With its fast pace, twists and turns, dangerous situations, and engaging developments, The Transcendent Tide reaches the high bar set by its predecessors. I always learn something new and interesting from Doug Johnstone’s books, and this time it was a pleasure to dip into Inuit culture and history, through the gang’s endearing new friend Niviaq.
Unlike in the previous instalments, however, Sandy seems to have gone dark, associating the majority of humans with “bad energy”, and being markedly less eager to befriend and help them.
Having settled in an underwater ecosystem, the Enceladons now feel better-aligned with the animals they live in harmony with than the people who exploit nature – and have even taken matters into their own tentacles, organising the sealife around them to attack boats and machinery. This causes consternation among their human friends, as well as Heather, who, despite looking much like an Enceladon now, still remembers what it was like to be fully human, and continues to relate to humankind.

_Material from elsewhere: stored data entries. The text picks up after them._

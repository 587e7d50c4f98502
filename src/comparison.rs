use crate::models::SummaryMetrics;
use serde::Serialize;

#[derive(Debug, Clone, Copy, PartialEq, Serialize)]
pub struct ChangeIndicator {
    pub percent: f64,
    pub is_improvement: bool,
}

#[derive(Debug, Clone, Copy, Default, PartialEq, Serialize)]
pub struct SummaryChanges {
    pub income: Option<ChangeIndicator>,
    pub expenses: Option<ChangeIndicator>,
    pub profit: Option<ChangeIndicator>,
}

impl SummaryChanges {
    pub fn between(previous: Option<&SummaryMetrics>, current: &SummaryMetrics) -> Self {
        let Some(previous) = previous else {
            return Self::default();
        };
        Self {
            income: compute_change(previous.total_income, current.total_income, true),
            // rising costs are bad
            expenses: compute_change(previous.total_costs, current.total_costs, false),
            profit: compute_change(previous.net_profit, current.net_profit, true),
        }
    }
}

pub fn compute_change(
    old_value: f64,
    new_value: f64,
    positive_is_improvement: bool,
) -> Option<ChangeIndicator> {
    if old_value == 0.0 || !old_value.is_finite() || !new_value.is_finite() {
        return None;
    }

    let percent = (new_value - old_value) / old_value * 100.0;
    let is_improvement = if positive_is_improvement {
        percent >= 0.0
    } else {
        percent < 0.0
    };

    Some(ChangeIndicator {
        percent,
        is_improvement,
    })
}

#[cfg(test)]
mod tests {
    use super::*;

    #[test]
    fn zero_or_invalid_baseline_has_no_change() {
        assert_eq!(compute_change(0.0, 100.0, true), None);
        assert_eq!(compute_change(f64::NAN, 100.0, true), None);
        assert_eq!(compute_change(100.0, f64::INFINITY, true), None);
    }

    #[test]
    fn polarity_decides_improvement() {
        let up = compute_change(100.0, 150.0, true).unwrap();
        assert_eq!(up.percent, 50.0);
        assert!(up.is_improvement);

        let costs_up = compute_change(100.0, 150.0, false).unwrap();
        assert_eq!(costs_up.percent, 50.0);
        assert!(!costs_up.is_improvement);

        let costs_down = compute_change(200.0, 100.0, false).unwrap();
        assert_eq!(costs_down.percent, -50.0);
        assert!(costs_down.is_improvement);
    }

    #[test]
    fn unchanged_value_counts_as_improvement_when_positive_is_good() {
        let flat = compute_change(80.0, 80.0, true).unwrap();
        assert_eq!(flat.percent, 0.0);
        assert!(flat.is_improvement);
        assert!(!compute_change(80.0, 80.0, false).unwrap().is_improvement);
    }

    #[test]
    fn changes_need_a_previous_summary() {
        let current = SummaryMetrics {
            total_income: 1200.0,
            total_costs: 300.0,
            net_profit: 900.0,
        };
        assert_eq!(SummaryChanges::between(None, &current), SummaryChanges::default());

        let previous = SummaryMetrics {
            total_income: 1000.0,
            total_costs: 400.0,
            net_profit: 0.0,
        };
        let changes = SummaryChanges::between(Some(&previous), &current);
        assert!(changes.income.unwrap().is_improvement);
        assert!(changes.expenses.unwrap().is_improvement);
        assert_eq!(changes.profit, None);
    }
}
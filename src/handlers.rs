use crate::dashboard::{deactivate_trainers, load_overview};
use crate::errors::{AppError, ReportError};
use crate::format::{export_csv, export_filename, period_text};
use crate::models::{
    DashboardOverview, DeactivateRequest, DeactivateResponse, QuickPeriodResponse, ReportPayload,
};
use crate::period::{DateRange, Granularity, QuickPeriod, current_year, quick_period};
use crate::series::DisplayMode;
use crate::source::CSRF_HEADER;
use crate::state::AppState;
use crate::ui::{ChartTheme, render_index};
use axum::{
    Json,
    extract::{Path, Query, State},
    http::{HeaderMap, HeaderValue, header},
    response::{Html, IntoResponse},
};
use serde::Deserialize;
use tracing::{error, info};

const DEFAULT_VIEW: &str = "default";
const MAX_VIEW_ID_LEN: usize = 64;

#[derive(Debug, Default, Deserialize)]
pub struct ReportQuery {
    pub start: Option<String>,
    pub end: Option<String>,
    pub period: Option<String>,
    pub mode: Option<DisplayMode>,
    pub view: Option<String>,
}

impl ReportQuery {
    /// Dashboard view the request belongs to; each view keeps its own
    /// comparison baseline.
    pub fn view_id(&self) -> Result<&str, AppError> {
        let view = self
            .view
            .as_deref()
            .map(str::trim)
            .filter(|view| !view.is_empty())
            .unwrap_or(DEFAULT_VIEW);
        if view.len() > MAX_VIEW_ID_LEN {
            return Err(AppError::bad_request("view id is too long"));
        }
        Ok(view)
    }

    pub fn range(&self) -> Result<DateRange, ReportError> {
        if let Some(period) = self.period.as_deref() {
            return Ok(quick_period(period.parse::<QuickPeriod>()?));
        }
        match (self.start.as_deref(), self.end.as_deref()) {
            (Some(start), Some(end)) => DateRange::parse(start, end),
            (None, None) => Ok(current_year()),
            _ => Err(ReportError::InvalidRange(
                "both start and end dates are required".to_string(),
            )),
        }
    }
}

pub async fn index() -> Html<String> {
    Html(render_index(&current_year(), &ChartTheme::default()))
}

pub async fn get_report(
    State(state): State<AppState>,
    Query(query): Query<ReportQuery>,
) -> Result<Json<ReportPayload>, AppError> {
    let range = query.range()?;
    let mode = query.mode.unwrap_or_default();
    let reports = state.reports.view(query.view_id()?);
    let payload = reports.load_report(range, mode).await?;
    Ok(Json(payload))
}

pub async fn export_report(
    State(state): State<AppState>,
    Query(query): Query<ReportQuery>,
) -> Result<impl IntoResponse, AppError> {
    let range = query.range()?;
    let summary = state.reports.summary_for(&range).await?;
    let disposition = format!("attachment; filename=\"{}\"", export_filename(&range));
    let disposition = HeaderValue::from_str(&disposition).map_err(AppError::internal)?;
    let body = export_csv(&range, &summary).map_err(AppError::internal)?;

    info!("exporting report {range}");
    Ok((
        [
            (header::CONTENT_TYPE, HeaderValue::from_static("text/csv; charset=utf-8")),
            (header::CONTENT_DISPOSITION, disposition),
        ],
        body,
    ))
}

pub async fn get_quick_period(Path(kind): Path<String>) -> Result<Json<QuickPeriodResponse>, AppError> {
    let range = quick_period(kind.parse::<QuickPeriod>()?);
    Ok(Json(QuickPeriodResponse {
        start: range.start_key(),
        end: range.end_key(),
        text: period_text(&range),
        granularity: Granularity::for_range(&range),
    }))
}

pub async fn get_overview(State(state): State<AppState>) -> Result<Json<DashboardOverview>, AppError> {
    let overview = load_overview(&state.client).await.inspect_err(|err| {
        error!("dashboard overview failed: {err}");
    })?;
    Ok(Json(overview))
}

pub async fn deactivate(
    State(state): State<AppState>,
    headers: HeaderMap,
    Json(payload): Json<DeactivateRequest>,
) -> Result<Json<DeactivateResponse>, AppError> {
    let token = headers
        .get(CSRF_HEADER)
        .and_then(|value| value.to_str().ok());
    let response = deactivate_trainers(&state.client, &payload.trainer_ids, token).await?;
    Ok(Json(response))
}
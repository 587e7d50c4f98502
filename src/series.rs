use crate::models::{DailyRecord, MonthlyRecord, Series};
use serde::Deserialize;
use serde_json::Value;
use tracing::warn;

#[derive(Debug, Clone, Copy, Default, PartialEq, Eq, Deserialize)]
#[serde(rename_all = "lowercase")]
pub enum DisplayMode {
    Mobile,
    #[default]
    Desktop,
}

pub const MONTH_NAMES: [&str; 12] = [
    "يناير", "فبراير", "مارس", "أبريل", "مايو", "يونيو", "يوليو", "أغسطس", "سبتمبر", "أكتوبر",
    "نوفمبر", "ديسمبر",
];

const SHORT_MONTH_NAMES: [&str; 12] = [
    "ينا", "فبر", "مار", "أبر", "ماي", "يون", "يول", "أغس", "سبت", "أكت", "نوف", "ديس",
];

pub fn short_month_name(name: &str) -> Option<&'static str> {
    MONTH_NAMES
        .iter()
        .position(|full| *full == name)
        .map(|index| SHORT_MONTH_NAMES[index])
}

/// One output point per record, in input order. Months are never folded
/// into yearly buckets; multi-year ranges carry the year in the label.
pub fn normalize_monthly(records: &[MonthlyRecord], mode: DisplayMode) -> Series {
    let multi_year = match (records.first(), records.last()) {
        (Some(first), Some(last)) => records.len() > 1 && first.year != last.year,
        _ => false,
    };

    let mut series = Series {
        labels: Vec::with_capacity(records.len()),
        income: Vec::with_capacity(records.len()),
        expenses: Vec::with_capacity(records.len()),
        net: None,
    };

    for record in records {
        let name = match mode {
            DisplayMode::Mobile => short_month_name(&record.month).unwrap_or(record.month.as_str()),
            DisplayMode::Desktop => record.month.as_str(),
        };
        let label = if multi_year {
            format!("{name} {}", record.year)
        } else {
            name.to_string()
        };

        series.labels.push(label);
        series.income.push(coerce_amount(&record.income));
        series.expenses.push(coerce_amount(&record.expenses));
    }

    series
}

pub fn normalize_daily(records: &[DailyRecord]) -> Series {
    let mut labels = Vec::with_capacity(records.len());
    let mut income = Vec::with_capacity(records.len());
    let mut expenses = Vec::with_capacity(records.len());
    let mut net = Vec::with_capacity(records.len());

    for record in records {
        let day_income = coerce_amount(&record.income);
        let day_expenses = coerce_amount(&record.expenses);
        labels.push(record.day.to_string());
        income.push(day_income);
        expenses.push(day_expenses);
        net.push(day_income - day_expenses);
    }

    Series {
        labels,
        income,
        expenses,
        net: Some(net),
    }
}

/// Loose JSON amount to a plottable number. Missing, null and non-numeric
/// values become 0; negative amounts are a source error and are clamped.
pub fn coerce_amount(value: &Value) -> f64 {
    let number = parse_amount(value);
    if number < 0.0 {
        warn!("negative amount {number} in breakdown data, clamping to 0");
        return 0.0;
    }
    number
}

/// Like `coerce_amount` but keeps the sign; summary profit can be negative.
pub fn coerce_signed(value: &Value) -> f64 {
    parse_amount(value)
}

fn parse_amount(value: &Value) -> f64 {
    let number = match value {
        Value::Number(number) => number.as_f64().unwrap_or(0.0),
        Value::String(text) => text.trim().parse::<f64>().unwrap_or(0.0),
        Value::Bool(flag) => f64::from(u8::from(*flag)),
        _ => 0.0,
    };
    if number.is_finite() { number } else { 0.0 }
}

#[cfg(test)]
mod tests {
    use super::*;
    use serde_json::json;

    fn month(name: &str, year: i32, income: Value, expenses: Value) -> MonthlyRecord {
        MonthlyRecord {
            month: name.to_string(),
            year,
            income,
            expenses,
        }
    }

    #[test]
    fn multi_year_labels_carry_the_year() {
        let records = vec![
            month("يناير", 2023, json!(10), json!(5)),
            month("فبراير", 2024, json!(20), json!(5)),
        ];
        let series = normalize_monthly(&records, DisplayMode::Desktop);
        assert_eq!(series.labels, vec!["يناير 2023", "فبراير 2024"]);
    }

    #[test]
    fn single_year_labels_are_bare_month_names() {
        let records = vec![
            month("يناير", 2023, json!(10), json!(5)),
            month("فبراير", 2023, json!(20), json!(5)),
        ];
        let series = normalize_monthly(&records, DisplayMode::Desktop);
        assert_eq!(series.labels, vec!["يناير", "فبراير"]);
        assert_eq!(series.net, None);
    }

    #[test]
    fn mobile_abbreviation_composes_with_year() {
        let records = vec![
            month("ديسمبر", 2023, json!(1), json!(1)),
            month("يناير", 2024, json!(1), json!(1)),
        ];
        let series = normalize_monthly(&records, DisplayMode::Mobile);
        assert_eq!(series.labels, vec!["ديس 2023", "ينا 2024"]);

        let single = normalize_monthly(&records[1..], DisplayMode::Mobile);
        assert_eq!(single.labels, vec!["ينا"]);
    }

    #[test]
    fn unknown_month_names_pass_through_on_mobile() {
        let records = vec![month("Sept", 2024, json!(1), json!(0))];
        let series = normalize_monthly(&records, DisplayMode::Mobile);
        assert_eq!(series.labels, vec!["Sept"]);
    }

    #[test]
    fn thirty_months_stay_thirty_points() {
        let records: Vec<MonthlyRecord> = (0..30)
            .map(|index| {
                month(
                    MONTH_NAMES[index % 12],
                    2022 + (index / 12) as i32,
                    json!(100),
                    json!(50),
                )
            })
            .collect();
        let series = normalize_monthly(&records, DisplayMode::Desktop);
        assert_eq!(series.len(), records.len());
        assert_eq!(series.income.len(), records.len());
        assert_eq!(series.expenses.len(), records.len());
        assert_eq!(series.labels[0], "يناير 2022");
        assert_eq!(series.labels[29], "يونيو 2024");
    }

    #[test]
    fn amounts_are_coerced_never_nan() {
        let records = vec![
            month("مارس", 2024, json!("1250.50"), Value::Null),
            month("أبريل", 2024, json!("n/a"), json!({"total": 3})),
        ];
        let series = normalize_monthly(&records, DisplayMode::Desktop);
        assert_eq!(series.income, vec![1250.5, 0.0]);
        assert_eq!(series.expenses, vec![0.0, 0.0]);
        assert!(series.plotted_values().all(f64::is_finite));
    }

    #[test]
    fn daily_series_labels_days_and_derives_net() {
        let records = vec![
            DailyRecord {
                day: 1,
                income: json!(300),
                expenses: json!(120.5),
                net: Value::Null,
            },
            DailyRecord {
                day: 2,
                income: Value::Null,
                expenses: json!("40"),
                net: json!(999),
            },
        ];
        let series = normalize_daily(&records);
        assert_eq!(series.labels, vec!["1", "2"]);
        assert_eq!(series.income, vec![300.0, 0.0]);
        assert_eq!(series.expenses, vec![120.5, 40.0]);
        assert_eq!(series.net, Some(vec![179.5, -40.0]));
    }

    #[test]
    fn negative_amounts_are_clamped() {
        assert_eq!(coerce_amount(&json!(-15)), 0.0);
        assert_eq!(coerce_signed(&json!(-15)), -15.0);
        assert_eq!(coerce_signed(&json!("-2.5")), -2.5);
    }

    #[test]
    fn summary_and_breakdown_coerce_alike() {
        for value in [json!(true), json!(false), json!("12.5"), json!("NaN"), json!([1])] {
            assert_eq!(coerce_amount(&value), coerce_signed(&value), "{value}");
        }
        assert_eq!(coerce_signed(&json!(true)), 1.0);
    }

    #[test]
    fn empty_input_gives_empty_series() {
        assert!(normalize_monthly(&[], DisplayMode::Mobile).is_empty());
        assert!(normalize_daily(&[]).is_empty());
    }
}
use std::env;
use std::net::SocketAddr;

pub const DEFAULT_PORT: u16 = 8080;
pub const DEFAULT_API_URL: &str = "http://127.0.0.1:8000/api";

#[derive(Debug, Clone, PartialEq, Eq)]
pub struct Settings {
    pub port: u16,
    pub api_url: String,
}

impl Settings {
    pub fn from_env() -> Self {
        Self::from_lookup(|key| env::var(key).ok())
    }

    pub fn from_lookup(lookup: impl Fn(&str) -> Option<String>) -> Self {
        let port = lookup("PORT")
            .and_then(|value| value.parse::<u16>().ok())
            .unwrap_or(DEFAULT_PORT);
        let api_url = lookup("DASHBOARD_API_URL")
            .filter(|value| !value.trim().is_empty())
            .unwrap_or_else(|| DEFAULT_API_URL.to_string());

        Self { port, api_url }
    }

    pub fn addr(&self) -> SocketAddr {
        SocketAddr::from(([0, 0, 0, 0], self.port))
    }
}
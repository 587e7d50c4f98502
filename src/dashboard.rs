use crate::errors::{AppError, FetchError};
use crate::models::{CategoryStatus, DashboardOverview, DeactivateResponse, UnpaidTotal};
use crate::source::ApiClient;
use std::collections::BTreeMap;
use tracing::info;

/// Chart data, payment status and today's payments, fetched together.
/// Any one failing fails the whole overview.
pub async fn load_overview(client: &ApiClient) -> Result<DashboardOverview, FetchError> {
    let (chart, payment_status, paid_today) = tokio::try_join!(
        client.chart_data(),
        client.payment_status(),
        client.paid_today()
    )?;

    Ok(DashboardOverview {
        unpaid_totals: unpaid_totals(&payment_status),
        chart,
        payment_status,
        paid_today,
    })
}

pub fn unpaid_totals(status: &BTreeMap<String, CategoryStatus>) -> Vec<UnpaidTotal> {
    status
        .values()
        .map(|category| UnpaidTotal {
            label: category.label.clone(),
            total: category.total_unpaid_trainers,
        })
        .collect()
}

pub async fn deactivate_trainers(
    client: &ApiClient,
    trainer_ids: &[u64],
    csrf_token: Option<&str>,
) -> Result<DeactivateResponse, AppError> {
    if trainer_ids.is_empty() {
        return Err(AppError::bad_request("no trainers selected"));
    }
    let token = csrf_token
        .map(str::trim)
        .filter(|token| !token.is_empty())
        .ok_or_else(|| AppError::bad_request("missing CSRF token"))?;

    let response = client.bulk_deactivate(trainer_ids, token).await?;
    info!("deactivated {} trainers", trainer_ids.len());
    Ok(response)
}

After all, it’s one thing to cheer when an orca rams a billionaire’s superyacht, and another when employees who need to feed their families in a capitalist system are killed by animals on the order of aliens who absolutely know what they’re doing. Our heroes are dismayed by the Enceladons’ new taste for violence, and I was sad to see the change in them, too.
These developments raised a number of questions for me. Have the Enceladons’ negative encounters with humans spoiled their previously peaceful nature? Was the capacity for violence always within them, but drawn out by the particular conditions on Earth? Can we really blame them for becoming jaded, when certain types of human have sought to exploit and/or destroy them again and again?
On a separate note, various characters speculate on the possibility of spreading the Enceladons’ power of telepathy to everyone – whether as a gift, or a biological enhancement you have to pay for – but this also brings up questions. Would everyone be just as wowed and humbled by it as the goodies in this story are? Or would the more acquisitive, competitive, and exploitative people our heroes keep running into just find ways to use it for bad?
And considering Heather’s cancer returned after Sandy cured it the first time, and Chloe, who connected with Sandy before she was even born, now has a brain tumour, would there be too much of a trade-off involved?
The Transcendent Tide is a bittersweet conclusion to an action-packed, thought-provoking trilogy.